Required action: Exactly as they stand, set down all of the records again.

Saved data entries
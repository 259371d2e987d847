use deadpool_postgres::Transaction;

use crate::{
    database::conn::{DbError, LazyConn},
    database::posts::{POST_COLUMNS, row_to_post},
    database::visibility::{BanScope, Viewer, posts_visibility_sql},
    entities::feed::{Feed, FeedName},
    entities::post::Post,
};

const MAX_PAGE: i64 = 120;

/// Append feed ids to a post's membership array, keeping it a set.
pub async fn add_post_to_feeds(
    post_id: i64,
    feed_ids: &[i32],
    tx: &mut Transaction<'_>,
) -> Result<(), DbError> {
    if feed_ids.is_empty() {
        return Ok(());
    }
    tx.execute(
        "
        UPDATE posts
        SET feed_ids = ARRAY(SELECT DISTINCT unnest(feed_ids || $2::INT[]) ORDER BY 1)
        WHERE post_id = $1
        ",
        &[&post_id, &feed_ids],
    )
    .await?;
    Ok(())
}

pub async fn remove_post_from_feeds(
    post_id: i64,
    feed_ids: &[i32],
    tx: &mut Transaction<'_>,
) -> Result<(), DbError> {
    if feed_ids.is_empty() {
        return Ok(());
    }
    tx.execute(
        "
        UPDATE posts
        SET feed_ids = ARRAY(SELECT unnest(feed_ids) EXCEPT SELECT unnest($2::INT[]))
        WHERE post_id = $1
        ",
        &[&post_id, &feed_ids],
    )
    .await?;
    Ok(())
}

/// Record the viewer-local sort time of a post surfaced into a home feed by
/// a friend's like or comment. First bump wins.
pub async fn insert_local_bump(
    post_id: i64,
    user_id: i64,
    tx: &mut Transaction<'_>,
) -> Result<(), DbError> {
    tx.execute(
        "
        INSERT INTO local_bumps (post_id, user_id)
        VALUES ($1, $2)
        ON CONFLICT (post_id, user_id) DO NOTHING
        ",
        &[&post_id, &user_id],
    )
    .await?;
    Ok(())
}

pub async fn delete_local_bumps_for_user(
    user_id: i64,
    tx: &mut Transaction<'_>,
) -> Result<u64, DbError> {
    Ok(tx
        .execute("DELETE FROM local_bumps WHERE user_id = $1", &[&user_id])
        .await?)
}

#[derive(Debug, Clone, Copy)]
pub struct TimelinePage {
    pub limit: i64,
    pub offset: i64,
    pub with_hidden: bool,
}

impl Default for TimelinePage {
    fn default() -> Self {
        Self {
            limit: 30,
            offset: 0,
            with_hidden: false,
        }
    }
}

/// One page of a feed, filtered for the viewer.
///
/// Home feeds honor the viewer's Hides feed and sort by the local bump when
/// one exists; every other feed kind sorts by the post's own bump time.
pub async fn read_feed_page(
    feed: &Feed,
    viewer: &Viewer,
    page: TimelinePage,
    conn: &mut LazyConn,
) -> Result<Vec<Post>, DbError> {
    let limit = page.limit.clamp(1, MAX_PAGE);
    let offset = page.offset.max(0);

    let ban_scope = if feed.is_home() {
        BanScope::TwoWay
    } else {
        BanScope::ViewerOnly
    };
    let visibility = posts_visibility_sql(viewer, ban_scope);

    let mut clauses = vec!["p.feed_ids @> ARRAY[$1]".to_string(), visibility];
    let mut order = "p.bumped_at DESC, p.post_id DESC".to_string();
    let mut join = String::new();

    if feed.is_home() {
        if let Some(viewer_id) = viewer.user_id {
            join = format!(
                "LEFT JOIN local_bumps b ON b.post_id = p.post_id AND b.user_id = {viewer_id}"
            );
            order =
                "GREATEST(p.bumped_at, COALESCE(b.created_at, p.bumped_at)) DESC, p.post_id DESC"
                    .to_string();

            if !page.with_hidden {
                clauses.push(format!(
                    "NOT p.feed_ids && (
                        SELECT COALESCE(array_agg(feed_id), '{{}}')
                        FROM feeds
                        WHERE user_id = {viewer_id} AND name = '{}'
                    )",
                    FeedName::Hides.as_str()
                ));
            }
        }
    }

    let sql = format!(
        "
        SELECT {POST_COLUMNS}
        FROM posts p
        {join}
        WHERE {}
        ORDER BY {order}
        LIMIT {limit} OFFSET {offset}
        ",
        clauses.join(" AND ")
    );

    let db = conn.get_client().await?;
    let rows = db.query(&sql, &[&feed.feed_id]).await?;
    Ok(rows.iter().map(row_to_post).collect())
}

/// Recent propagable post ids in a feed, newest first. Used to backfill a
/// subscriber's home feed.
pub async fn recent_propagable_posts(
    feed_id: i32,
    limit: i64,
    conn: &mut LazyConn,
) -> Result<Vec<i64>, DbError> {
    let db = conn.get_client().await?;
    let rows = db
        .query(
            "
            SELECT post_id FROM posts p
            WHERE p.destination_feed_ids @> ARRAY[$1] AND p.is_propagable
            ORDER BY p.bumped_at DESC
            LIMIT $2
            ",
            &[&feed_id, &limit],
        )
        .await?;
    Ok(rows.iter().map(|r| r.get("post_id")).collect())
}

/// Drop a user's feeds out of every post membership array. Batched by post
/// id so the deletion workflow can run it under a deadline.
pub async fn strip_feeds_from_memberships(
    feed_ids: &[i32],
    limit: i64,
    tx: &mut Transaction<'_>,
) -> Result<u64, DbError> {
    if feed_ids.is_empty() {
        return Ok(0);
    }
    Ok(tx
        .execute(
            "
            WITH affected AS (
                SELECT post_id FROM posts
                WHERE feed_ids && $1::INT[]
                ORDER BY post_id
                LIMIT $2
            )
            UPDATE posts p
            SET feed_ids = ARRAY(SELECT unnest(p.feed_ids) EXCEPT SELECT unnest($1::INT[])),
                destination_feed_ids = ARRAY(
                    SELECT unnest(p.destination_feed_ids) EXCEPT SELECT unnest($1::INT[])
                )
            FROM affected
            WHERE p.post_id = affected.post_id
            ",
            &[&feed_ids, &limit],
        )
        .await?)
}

Result:
repository 259371d2e987d847
use deadpool_postgres::Transaction;

use crate::{
    database::conn::{DbError, LazyConn},
    database::posts::{POST_COLUMNS, row_to_post},
    database::visibility::{BanScope, Viewer, posts_visibility_sql},
    entities::feed::{Feed, FeedName},
    entities::post::Post,
};

const MAX_PAGE: i64 = 120;

/// Append feed ids to a post's membership array, keeping it a set.
pub async fn add_post_to_feeds(
    post_id: i64,
    feed_ids: &[i32],
    tx: &mut Transaction<'_>,
) -> Result<(), DbError> {
    if feed_ids.is_empty() {
        return Ok(());
    }
    tx.execute(
        "
        UPDATE posts
        SET feed_ids = ARRAY(SELECT DISTINCT unnest(feed_ids || $2::INT[]) ORDER BY 1)
        WHERE post_id = $1
        ",
        &[&post_id, &feed_ids],
    )
    .await?;
    Ok(())
}

pub async fn remove_post_from_feeds(
    post_id: i64,
    feed_ids: &[i32],
    tx: &mut Transaction<'_>,
) -> Result<(), DbError> {
    if feed_ids.is_empty() {
        return Ok(());
    }
    tx.execute(
        "
        UPDATE posts
        SET feed_ids = ARRAY(SELECT unnest(feed_ids) EXCEPT SELECT unnest($2::INT[]))
        WHERE post_id = $1
        ",
        &[&post_id, &feed_ids],
    )
    .await?;
    Ok(())
}

/// Record the viewer-local sort time of a post surfaced into a home feed by
/// a friend's like or comment. First bump wins.
pub async fn insert_local_bump(
    post_id: i64,
    user_id: i64,
    tx: &mut Transaction<'_>,
) -> Result<(), DbError> {
    tx.execute(
        "
        INSERT INTO local_bumps (post_id, user_id)
        VALUES ($1, $2)
        ON CONFLICT (post_id, user_id) DO NOTHING
        ",
        &[&post_id, &user_id],
    )
    .await?;
    Ok(())
}

pub async fn delete_local_bumps_for_user(
    user_id: i64,
    tx: &mut Transaction<'_>,
) -> Result<u64, DbError> {
    Ok(tx
        .execute("DELETE FROM local_bumps WHERE user_id = $1", &[&user_id])
        .await?)
}

#[derive(Debug, Clone, Copy)]
pub struct TimelinePage {
    pub limit: i64,
    pub offset: i64,
    pub with_hidden: bool,
}

impl Default for TimelinePage {
    fn default() -> Self {
        Self {
            limit: 30,
            offset: 0,
            with_hidden: false,
        }
    }
}

/// One page of a feed, filtered for the viewer.
///
/// Home feeds honor the viewer's Hides feed and sort by the local bump when
/// one exists; every other feed kind sorts by the post's own bump time.
pub async fn read_feed_page(
    feed: &Feed,
    viewer: &Viewer,
    page: TimelinePage,
    conn: &mut LazyConn,
) -> Result<Vec<Post>, DbError> {
    let limit = page.limit.clamp(1, MAX_PAGE);
    let offset = page.offset.max(0);

    let ban_scope = if feed.is_home() {
        BanScope::TwoWay
    } else {
        BanScope::ViewerOnly
    };
    let visibility = posts_visibility_sql(viewer, ban_scope);

    let mut clauses = vec!["p.feed_ids @> ARRAY[$1]".to_string(), visibility];
    let mut order = "p.bumped_at DESC, p.post_id DESC".to_string();
    let mut join = String::new();

    if feed.is_home() {
        if let Some(viewer_id) = viewer.user_id {
            join = format!(
                "LEFT JOIN local_bumps b ON b.post_id = p.post_id AND b.user_id = {viewer_id}"
            );
            order =
                "GREATEST(p.bumped_at, COALESCE(b.created_at, p.bumped_at)) DESC, p.post_id DESC"
                    .to_string();

            if !page.with_hidden {
                clauses.push(format!(
                    "NOT p.feed_ids && (
                        SELECT COALESCE(array_agg(feed_id), '{{}}')
                        FROM feeds
                        WHERE user_id = {viewer_id} AND name = '{}'
                    )",
                    FeedName::Hides.as_str()
                ));
            }
        }
    }

    let sql = format!(
        "
        SELECT {POST_COLUMNS}
        FROM posts p
        {join}
        WHERE {}
        ORDER BY {order}
        LIMIT {limit} OFFSET {offset}
        ",
        clauses.join(" AND ")
    );

    let db = conn.get_client().await?;
    let rows = db.query(&sql, &[&feed.feed_id]).await?;
    Ok(rows.iter().map(row_to_post).collect())
}

/// Recent propagable post ids in a feed, newest first. Used to backfill a
/// subscriber's home feed.
pub async fn recent_propagable_posts(
    feed_id: i32,
    limit: i64,
    conn: &mut LazyConn,
) -> Result<Vec<i64>, DbError> {
    let db = conn.get_client().await?;
    let rows = db
        .query(
            "
            SELECT post_id FROM posts p
            WHERE p.destination_feed_ids @> ARRAY[$1] AND p.is_propagable
            ORDER BY p.bumped_at DESC
            LIMIT $2
            ",
            &[&feed_id, &limit],
        )
        .await?;
    Ok(rows.iter().map(|r| r.get("post_id")).collect())
}

/// Drop a user's feeds out of every post membership array. Batched by post
/// id so the deletion workflow can run it under a deadline.
pub async fn strip_feeds_from_memberships(
    feed_ids: &[i32],
    limit: i64,
    tx: &mut Transaction<'_>,
) -> Result<u64, DbError> {
    if feed_ids.is_empty() {
        return Ok(0);
    }
    Ok(tx
        .execute(
            "
            WITH affected AS (
                SELECT post_id FROM posts
                WHERE feed_ids && $1::INT[]
                ORDER BY post_id
                LIMIT $2
            )
            UPDATE posts p
            SET feed_ids = ARRAY(SELECT unnest(p.feed_ids) EXCEPT SELECT unnest($1::INT[])),
                destination_feed_ids = ARRAY(
                    SELECT unnest(p.destination_feed_ids) EXCEPT SELECT unnest($1::INT[])
                )
            FROM affected
            WHERE p.post_id = affected.post_id
            ",
            &[&feed_ids, &limit],
        )
        .await?)
}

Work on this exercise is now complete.